Knowledge of these guidelines and proper empiric therapy is of utmost importance to the emergency clinician when treating common and uncommon infections. Familiarity with comorbidities and risk factors for multidrug-resistant organisms and complicated infections as well as clinical decision rules to help guide diagnostic modalities, surgical consultation, and admission criteria for intravenous (IV) antibiotics may also be helpful in ensuring patients receive the best chances for proper diagnosis and appropriate treatment. This issue of Emergency Medicine Practice focuses on common infectious diseases presenting to the ED and reviews the current literature and guidelines.
For this evidence-based review article, an extensive search of the PubMed database, Ovid MEDLINE®, and the Cochrane Database of Systematic Reviews was performed. A search for relevant guidelines was performed via the Agency for Healthcare Research and Quality National Guideline Clearinghouse. A thorough review of consensus guidelines and evaluation of their citations was undertaken. An online search of the IDSA website, the Centers for Disease and Control and Prevention (CDC) website, and the American College of Emergency Physicians (ACEP) website was performed.

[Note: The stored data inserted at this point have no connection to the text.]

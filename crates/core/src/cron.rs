// SPDX-License-Identifier: MIT

//! Hand-written 5-field cron parser and matcher.
//!
//! Hand-written rather than pulled in from a cron crate: the AND-not-OR
//! semantics between day-of-month and day-of-week, and the specific
//! walk-backward "previous match" algorithm, are unusual enough that an
//! off-the-shelf parser's matching rules aren't guaranteed to agree
//! bit-for-bit.

use chrono::{Datelike, Duration, NaiveDate, NaiveDateTime, NaiveTime, Timelike};
use thiserror::Error;

#[derive(Debug, Error, PartialEq, Eq)]
#[error("invalid cron expression {expression:?} (field: {field:?})")]
pub struct CronParseError {
    pub expression: String,
    pub field: Option<&'static str>,
}

/// A parsed field: the set of values (within the field's valid range) that
/// match.
#[derive(Debug, Clone, PartialEq, Eq)]
struct FieldSet {
    values: Vec<bool>,
}

impl FieldSet {
    fn new(max_exclusive: usize) -> Self {
        Self { values: vec![false; max_exclusive] }
    }

    fn contains(&self, v: u32) -> bool {
        (v as usize) < self.values.len() && self.values[v as usize]
    }

    fn set(&mut self, v: u32) {
        if (v as usize) < self.values.len() {
            self.values[v as usize] = true;
        }
    }

    fn parse(
        expr: &str,
        min: u32,
        max: u32,
        field_name: &'static str,
        original: &str,
    ) -> Result<Self, CronParseError> {
        let mut set = Self::new((max + 1) as usize);
        let err = || CronParseError { expression: original.to_string(), field: Some(field_name) };

        for part in expr.split(',') {
            let part = part.trim();
            if part.is_empty() {
                return Err(err());
            }
            let (range_part, step, has_explicit_step) = match part.split_once('/') {
                Some((r, s)) => {
                    let step: u32 = s.parse().map_err(|_| err())?;
                    if step == 0 {
                        return Err(err());
                    }
                    (r, step, true)
                }
                None => (part, 1, false),
            };

            let (lo, hi) = if range_part == "*" {
                (min, max)
            } else if let Some((a, b)) = range_part.split_once('-') {
                let lo: u32 = a.parse().map_err(|_| err())?;
                let hi: u32 = b.parse().map_err(|_| err())?;
                if lo > hi || lo < min || hi > max {
                    return Err(err());
                }
                (lo, hi)
            } else {
                let v: u32 = range_part.parse().map_err(|_| err())?;
                if v < min || v > max {
                    return Err(err());
                }
                if has_explicit_step {
                    // `v/n` means "starting at v, every n" through the field max.
                    (v, max)
                } else {
                    // A bare literal matches only itself.
                    (v, v)
                }
            };

            let mut v = lo;
            while v <= hi {
                set.set(v);
                v += step;
            }
        }
        Ok(set)
    }
}

/// Parsed fields of a 5-field cron expression.
#[derive(Debug, Clone, PartialEq, Eq)]
pub struct CronFields {
    minute: FieldSet,
    hour: FieldSet,
    day_of_month: FieldSet,
    month: FieldSet,
    /// Normalized to 0 (Sunday) .. 6 (Saturday); a parsed `7` is folded into `0`.
    day_of_week: FieldSet,
    source: String,
}

/// Parse a standard 5-field cron expression:
/// `minute(0-59) hour(0-23) day-of-month(1-31) month(1-12) day-of-week(0-7)`
/// where both `0` and `7` mean Sunday.
pub fn parse_cron(expr: &str) -> Result<CronFields, CronParseError> {
    let fields: Vec<&str> = expr.split_whitespace().collect();
    if fields.len() != 5 {
        return Err(CronParseError { expression: expr.to_string(), field: None });
    }
    let minute = FieldSet::parse(fields[0], 0, 59, "minute", expr)?;
    let hour = FieldSet::parse(fields[1], 0, 23, "hour", expr)?;
    let day_of_month = FieldSet::parse(fields[2], 1, 31, "day_of_month", expr)?;
    let month = FieldSet::parse(fields[3], 1, 12, "month", expr)?;
    let mut day_of_week = FieldSet::parse(fields[4], 0, 7, "day_of_week", expr)?;
    if day_of_week.contains(7) {
        day_of_week.set(0);
    }
    Ok(CronFields { minute, hour, day_of_month, month, day_of_week, source: expr.to_string() })
}

impl CronFields {
    pub fn source(&self) -> &str {
        &self.source
    }

    /// True iff `t` (minute resolution) satisfies every field, ANDed
    /// together — day-of-month and day-of-week are NOT ORed, unlike POSIX
    /// cron.
    pub fn matches(&self, t: NaiveDateTime) -> bool {
        let dow = t.weekday().num_days_from_sunday();
        self.minute.contains(t.minute())
            && self.hour.contains(t.hour())
            && self.day_of_month.contains(t.day())
            && self.month.contains(t.month())
            && self.day_of_week.contains(dow)
    }
}

pub fn cron_matches(fields: &CronFields, t: NaiveDateTime) -> bool {
    fields.matches(t)
}

/// The most recent instant strictly before `before` that satisfies `fields`,
/// scanning at most `lookback_days` calendar days backward, minute
/// resolution. `None` if no match is found within the window.
pub fn previous_cron_match(
    fields: &CronFields,
    before: NaiveDateTime,
    lookback_days: u32,
) -> Option<NaiveDateTime> {
    let search_start = before - Duration::minutes(1);
    let mut day = search_start.date();
    for _ in 0..=lookback_days {
        if day_could_match(fields, day) {
            let day_start_minute = if day == search_start.date() {
                search_start.time().hour() * 60 + search_start.time().minute()
            } else {
                23 * 60 + 59
            };
            for total_min in (0..=day_start_minute).rev() {
                let hour = total_min / 60;
                let minute = total_min % 60;
                let Some(time) = NaiveTime::from_hms_opt(hour, minute, 0) else { continue };
                let candidate = NaiveDateTime::new(day, time);
                if fields.matches(candidate) {
                    return Some(candidate);
                }
            }
        }
        day = day.pred_opt()?;
    }
    None
}

/// Scan forward from `after` for the next matching instant, minute
/// resolution, bounded to 366 days. Uses day-level fast-skip: when the
/// calendar day itself can't match (dom/month/dow), the whole day is
/// skipped without scanning its minutes.
pub fn next_cron_match(fields: &CronFields, after: NaiveDateTime) -> Option<NaiveDateTime> {
    let search_start = after + Duration::minutes(1);
    let mut day = search_start.date();
    for day_offset in 0..366 {
        if day_could_match(fields, day) {
            let start_minute =
                if day_offset == 0 { search_start.time().hour() * 60 + search_start.time().minute() } else { 0 };
            for total_min in start_minute..24 * 60 {
                let hour = total_min / 60;
                let minute = total_min % 60;
                let Some(time) = NaiveTime::from_hms_opt(hour, minute, 0) else { continue };
                let candidate = NaiveDateTime::new(day, time);
                if fields.matches(candidate) {
                    return Some(candidate);
                }
            }
        }
        day = day.succ_opt()?;
    }
    None
}

fn day_could_match(fields: &CronFields, day: NaiveDate) -> bool {
    let dow = day.weekday().num_days_from_sunday();
    fields.day_of_month.contains(day.day())
        && fields.month.contains(day.month())
        && fields.day_of_week.contains(dow)
}

#[cfg(test)]
#[path = "cron_tests.rs"]
mod tests;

Recommendations were formulated, to a large degree, from the available relevant guidelines of the IDSA. These include the joint recommendations for the management of pneumonia from the IDSA and the American Thoracic Society (ATS), the 2005 “Guidelines for the Management of Adults with Hospital-Acquired, Ventilator-Associated, and Healthcare-Associated Pneumonia,” and the 2007 “Community-Acquired Pneumonia in Adults: Guidelines for Management.” The authors also thoroughly reviewed the 2010 “Guidelines for the Selection of Anti-Infective Agents for Complicated Intra-Abdominal Infections,” “International Clinical Practice Guidelines for Antimicrobial Treatment of Acute Uncomplicated Cystitis and Pyelonephritis in Women,” the 2009 “Diagnosis, Prevention, and Treatment of Catheter-Associated Urinary Tract Infections in Adults,” and the 2005 Association of Medical Microbiology and Infectious Disease Canada Guidelines Committee’s “Complicated Urinary Tract Infection in Adults.” For skin infections, the 2005 “Practice Guidelines for the Diagnosis and Management of Skin and Soft-Tissue Infections” and the 2011 “Management of Patients with Infections Caused by Methicillin-Resistant Staphylococcus aureus: Clinical Practice Guidelines by the Infectious Diseases Society of America (IDSA)” were reviewed. Information for skin and soft-tissue infections was also obtained from the October 2010 Emergency Medicine Practice Issue, “Emergency Department Infections in the Era of CA-MRSA.”
Evidence-based medicine requires a critical appraisal of the literature based upon study methodology and number of subjects. Not all references are equally robust. The findings of a large, prospective, randomized, and blinded trial should carry more weight than a case report.
To help the reader judge the strength of each reference, pertinent information about the study, such as the type of study and the number of patients in the study, will be included in bold type following the reference, where available.